**Task to carry out:** What you return must be the complete listing, unchanged.

= = = =

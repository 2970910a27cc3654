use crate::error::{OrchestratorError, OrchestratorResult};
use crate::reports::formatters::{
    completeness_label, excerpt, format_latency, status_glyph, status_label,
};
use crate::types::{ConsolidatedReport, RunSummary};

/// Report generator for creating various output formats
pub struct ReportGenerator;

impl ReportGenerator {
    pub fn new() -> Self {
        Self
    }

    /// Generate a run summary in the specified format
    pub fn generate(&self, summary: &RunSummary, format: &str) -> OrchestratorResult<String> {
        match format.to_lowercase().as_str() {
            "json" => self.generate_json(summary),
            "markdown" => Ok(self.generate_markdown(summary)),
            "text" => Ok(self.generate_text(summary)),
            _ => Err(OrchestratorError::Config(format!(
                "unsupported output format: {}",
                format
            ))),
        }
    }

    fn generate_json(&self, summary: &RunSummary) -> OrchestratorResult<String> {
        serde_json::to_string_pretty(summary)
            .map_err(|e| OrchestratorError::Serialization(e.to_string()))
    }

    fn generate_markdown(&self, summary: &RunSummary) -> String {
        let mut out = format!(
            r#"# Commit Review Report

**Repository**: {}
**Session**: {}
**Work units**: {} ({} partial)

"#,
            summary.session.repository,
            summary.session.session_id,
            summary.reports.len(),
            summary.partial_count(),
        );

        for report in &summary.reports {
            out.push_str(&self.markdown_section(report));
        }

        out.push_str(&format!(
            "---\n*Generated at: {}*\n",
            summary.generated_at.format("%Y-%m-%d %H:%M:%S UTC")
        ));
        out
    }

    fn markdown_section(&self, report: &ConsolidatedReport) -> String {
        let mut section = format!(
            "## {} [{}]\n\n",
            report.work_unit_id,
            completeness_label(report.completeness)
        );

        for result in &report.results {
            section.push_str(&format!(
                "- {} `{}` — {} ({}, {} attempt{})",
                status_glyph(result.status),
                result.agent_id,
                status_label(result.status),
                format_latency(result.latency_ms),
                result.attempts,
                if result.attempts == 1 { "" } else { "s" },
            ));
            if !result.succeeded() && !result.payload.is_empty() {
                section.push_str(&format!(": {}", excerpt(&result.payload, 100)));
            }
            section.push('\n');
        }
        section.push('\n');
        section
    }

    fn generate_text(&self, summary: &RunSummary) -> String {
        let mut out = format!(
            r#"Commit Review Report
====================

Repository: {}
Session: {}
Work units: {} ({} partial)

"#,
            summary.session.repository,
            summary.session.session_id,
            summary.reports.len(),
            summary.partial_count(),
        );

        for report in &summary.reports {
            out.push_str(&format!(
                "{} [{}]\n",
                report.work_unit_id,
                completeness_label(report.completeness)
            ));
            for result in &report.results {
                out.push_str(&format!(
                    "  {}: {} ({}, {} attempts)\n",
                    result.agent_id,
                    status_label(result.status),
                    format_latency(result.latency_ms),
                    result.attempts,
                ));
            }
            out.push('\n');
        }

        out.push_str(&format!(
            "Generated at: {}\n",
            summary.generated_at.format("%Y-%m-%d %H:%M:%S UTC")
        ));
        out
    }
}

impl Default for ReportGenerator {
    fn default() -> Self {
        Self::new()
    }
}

= = = =

**The answer:**
repository 2970910a27cc3654
use crate::error::{OrchestratorError, OrchestratorResult};
use crate::reports::formatters::{
    completeness_label, excerpt, format_latency, status_glyph, status_label,
};
use crate::types::{ConsolidatedReport, RunSummary};

/// Report generator for creating various output formats
pub struct ReportGenerator;

impl ReportGenerator {
    pub fn new() -> Self {
        Self
    }

    /// Generate a run summary in the specified format
    pub fn generate(&self, summary: &RunSummary, format: &str) -> OrchestratorResult<String> {
        match format.to_lowercase().as_str() {
            "json" => self.generate_json(summary),
            "markdown" => Ok(self.generate_markdown(summary)),
            "text" => Ok(self.generate_text(summary)),
            _ => Err(OrchestratorError::Config(format!(
                "unsupported output format: {}",
                format
            ))),
        }
    }

    fn generate_json(&self, summary: &RunSummary) -> OrchestratorResult<String> {
        serde_json::to_string_pretty(summary)
            .map_err(|e| OrchestratorError::Serialization(e.to_string()))
    }

    fn generate_markdown(&self, summary: &RunSummary) -> String {
        let mut out = format!(
            r#"# Commit Review Report

**Repository**: {}
**Session**: {}
**Work units**: {} ({} partial)

"#,
            summary.session.repository,
            summary.session.session_id,
            summary.reports.len(),
            summary.partial_count(),
        );

        for report in &summary.reports {
            out.push_str(&self.markdown_section(report));
        }

        out.push_str(&format!(
            "---\n*Generated at: {}*\n",
            summary.generated_at.format("%Y-%m-%d %H:%M:%S UTC")
        ));
        out
    }

    fn markdown_section(&self, report: &ConsolidatedReport) -> String {
        let mut section = format!(
            "## {} [{}]\n\n",
            report.work_unit_id,
            completeness_label(report.completeness)
        );

        for result in &report.results {
            section.push_str(&format!(
                "- {} `{}` — {} ({}, {} attempt{})",
                status_glyph(result.status),
                result.agent_id,
                status_label(result.status),
                format_latency(result.latency_ms),
                result.attempts,
                if result.attempts == 1 { "" } else { "s" },
            ));
            if !result.succeeded() && !result.payload.is_empty() {
                section.push_str(&format!(": {}", excerpt(&result.payload, 100)));
            }
            section.push('\n');
        }
        section.push('\n');
        section
    }

    fn generate_text(&self, summary: &RunSummary) -> String {
        let mut out = format!(
            r#"Commit Review Report
====================

Repository: {}
Session: {}
Work units: {} ({} partial)

"#,
            summary.session.repository,
            summary.session.session_id,
            summary.reports.len(),
            summary.partial_count(),
        );

        for report in &summary.reports {
            out.push_str(&format!(
                "{} [{}]\n",
                report.work_unit_id,
                completeness_label(report.completeness)
            ));
            for result in &report.results {
                out.push_str(&format!(
                    "  {}: {} ({}, {} attempts)\n",
                    result.agent_id,
                    status_label(result.status),
                    format_latency(result.latency_ms),
                    result.attempts,
                ));
            }
            out.push('\n');
        }

        out.push_str(&format!(
            "Generated at: {}\n",
            summary.generated_at.format("%Y-%m-%d %H:%M:%S UTC")
        ));
        out
    }
}

impl Default for ReportGenerator {
    fn default() -> Self {
        Self::new()
    }
}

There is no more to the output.